If you are new to Gluten-Free living, the seemingly simple, basic activity of going to the supermarket can seem like an ordeal.  First, you have to search high and low, reading labels to find things you can eat and all the weird new products you will need to make your “new food.”  Then you have to deal with the torture of seeing and smelling all the tantalizing old favorites in which you used to indulge.  Navigating your way through the grocery aisles seems like one of many challenges you will face at every turn in your new life – constantly presented with an array of appealing food options, and knowing that you can freely enjoy only a few of them.

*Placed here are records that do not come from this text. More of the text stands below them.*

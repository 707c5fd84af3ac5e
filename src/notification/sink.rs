use super::message::Notification;
use crate::warn;
use std::sync::{
    Arc,
    atomic::{AtomicUsize, Ordering},
};
use tokio::sync::mpsc::{self, UnboundedReceiver, UnboundedSender};

/// Receiver of the notifications emitted by the condition monitors.
///
/// Called from the telemetry loop, so implementations must not block.
pub trait NotificationSink {
    fn dispatch(&mut self, notification: Notification);
}

impl NotificationSink for Vec<Notification> {
    fn dispatch(&mut self, notification: Notification) { self.push(notification); }
}

/// Forwards notifications to an async consumer (UI, event processor) over an unbounded channel.
///
/// Clones share the channel and the drop counter.
#[derive(Debug, Clone)]
pub struct ChannelSink {
    tx: UnboundedSender<Notification>,
    dropped: Arc<AtomicUsize>,
}

impl ChannelSink {
    /// Creates a new sink together with the receiving end for the consumer task.
    pub fn new() -> (Self, UnboundedReceiver<Notification>) {
        let (tx, rx) = mpsc::unbounded_channel();
        (Self { tx, dropped: Arc::new(AtomicUsize::new(0)) }, rx)
    }

    /// Number of notifications lost because the consumer was gone.
    pub fn dropped(&self) -> usize { self.dropped.load(Ordering::Relaxed) }
}

impl NotificationSink for ChannelSink {
    fn dispatch(&mut self, notification: Notification) {
        if let Err(err) = self.tx.send(notification) {
            self.dropped.fetch_add(1, Ordering::Relaxed);
            warn!("Notification consumer is gone, dropping {}!", err.0);
        }
    }
}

The first few visits to the supermarket may indeed be frustrating and time-consuming.  While it can be a challenge at first, the truth is that with a little willpower, some basic knowledge, and patience, you will soon acquire the skills you need to deftly weave your way through the aisles, identifying good Gluten-Free food choices with speed and confidence.  You’ll find that your focus will soon shift from the things you can’t eat anymore to all the wonderful, fresh, healthy, and, yes, delicious things that you CAN eat.

While they are no substitute for your own thorough research or the advice of a professional, we have a few tips, things to watch out for, and suggestions of some wonderful products that we think you’ll find helpful.

The Basics:

  • The cardinal rule of grocery shopping:  You have to read the ingredient labels on EVERYTHING.  Better yet, focus on buying foods that don’t have ingredient labels- as in fruits, vegetables, whole gluten-free grains.  The more unprocessed, and natural a food is, the less likely it is to be contaminated with gluten.
  • Gluten only comes from three sources: Wheat, barley, and rye. Some people include oats in this list but only if they’ve been contaminated by wheat.  That doesn’t mean you don’t have to be vigilant, but think of all the other wonderful things there are to eat.  All fruits and vegetables, beans, unprocessed nuts, fresh meats, seafood, and most dairy products are all perfectly safe for Gluten-Free shoppers.
  • Many people hold the misconception that the Gluten-Free diet is a low-carb diet.  It can be, but it isn’t necessarily, and we believe that healthy carbs are important.  You can still eat all the potatoes, rice (preferably brown, red, black, or something besides white), and corn that you like, and you’ll discover many wonderful grains like quinoa, buckwheat, and sorghum that will help fill in the holes in your new pantry.
  • Wheat – the big, bad, super villain of Gluten-Free living.  You know you can’t have it, and you probably know by now that they sneak it into darn near everything.  Not only that, but sometimes it goes by an alias to try to throw us off its track.  Semolina, Durum, Bulgur, Triticale, and even the seemingly innocent Spelt are all part of the Wheat family.  Don’t mess with them!
  • Barley and Rye – also gluten-containing grains.  These are usually more obvious and easier to spot as ingredients.  Watch out for Barley in soups (but soups can be dangerous territory anyway – more on that later).  Also beware of anything with the word “Malt” in it – unless it is specifically labeled as rice malt, it is probably barley malt, and thus contains gluten.
  • Gluten in Disguise – when wheat goes incognito in processed foods.  Read the label thoroughly on any packaged commercial food product.  Watch out for ingredients like Modified Food Starch (often from wheat), Malt Vinegar (any other kind of vinegar is fine, though), and Textured Vegetable Protein (gluten is protein, so this stuff is chock-full).
  • Keep in mind that any prepared soups, sauces, condiments, and dressings you buy may be thickened with flour or wheat-based starches.  Again, read those labels!  If you can find products that are specifically labeled “Gluten-Free,” you’re totally safe, but awareness in the US is still such that major food manufacturers include that on their packaging.
  • Ingredients like Couscous and Orzo may look like grain or rice, but they are really pasta, made from wheat flour.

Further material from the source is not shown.